**Work order**:
Your reply should hold only the lines from the records below where "config" occurs.

(Stored data)
//! Text processing collaborators: tokenization and BM25 vectorization.
//!
//! These are the pieces the vector database consumes through narrow
//! interfaces. Tokenizing turns raw text into normalized terms, the BM25
//! functions weight those terms and the vectorizer lays the weights out on a
//! fixed vocabulary.

pub mod bm25;
mod tokenizer;
mod vectorizer;

pub use bm25::{Bm25Params, calculate_bm25, calculate_idf};
pub use tokenizer::Tokenizer;
pub use vectorizer::{Bm25Vectorizer, Vectorizer};

use crate::error::{RetrievalError, RetrievalResult};

/// Split a text into trimmed, non-blank paragraphs (one per line).
pub fn get_paragraphs(text: &str) -> RetrievalResult<Vec<String>> {
    if text.is_empty() {
        return Err(RetrievalError::invalid_argument(
            "cannot split an empty text into paragraphs",
        ));
    }
    Ok(text
        .lines()
        .map(str::trim)
        .filter(|paragraph| !paragraph.is_empty())
        .map(str::to_string)
        .collect())
}
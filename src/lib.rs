/// The main library module for docluster
pub mod clustering;
pub mod config;
pub mod display;
pub mod error;
pub mod io;
pub mod search;
pub mod text;
pub mod vector;

// Explicit exports for better API clarity
pub use clustering::{ClusterDto, ClusterInfo, KMeans, TrainingOutcome};
pub use config::{EngineKind, Settings};
pub use error::{RetrievalError, RetrievalResult};
pub use search::{
    AdvancedSearchEngine, BasicSearchEngine, ClusteringSearchEngine, Retriever, SearchEngine,
    VectorDbEngine, VectorDbSearchEngine,
};
pub use text::{Bm25Params, Bm25Vectorizer, Tokenizer, Vectorizer};
pub use vector::{DocumentVectorDb, Vector, calculate_distance};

**Expected answer**:
pub mod config;
pub use config::{EngineKind, Settings};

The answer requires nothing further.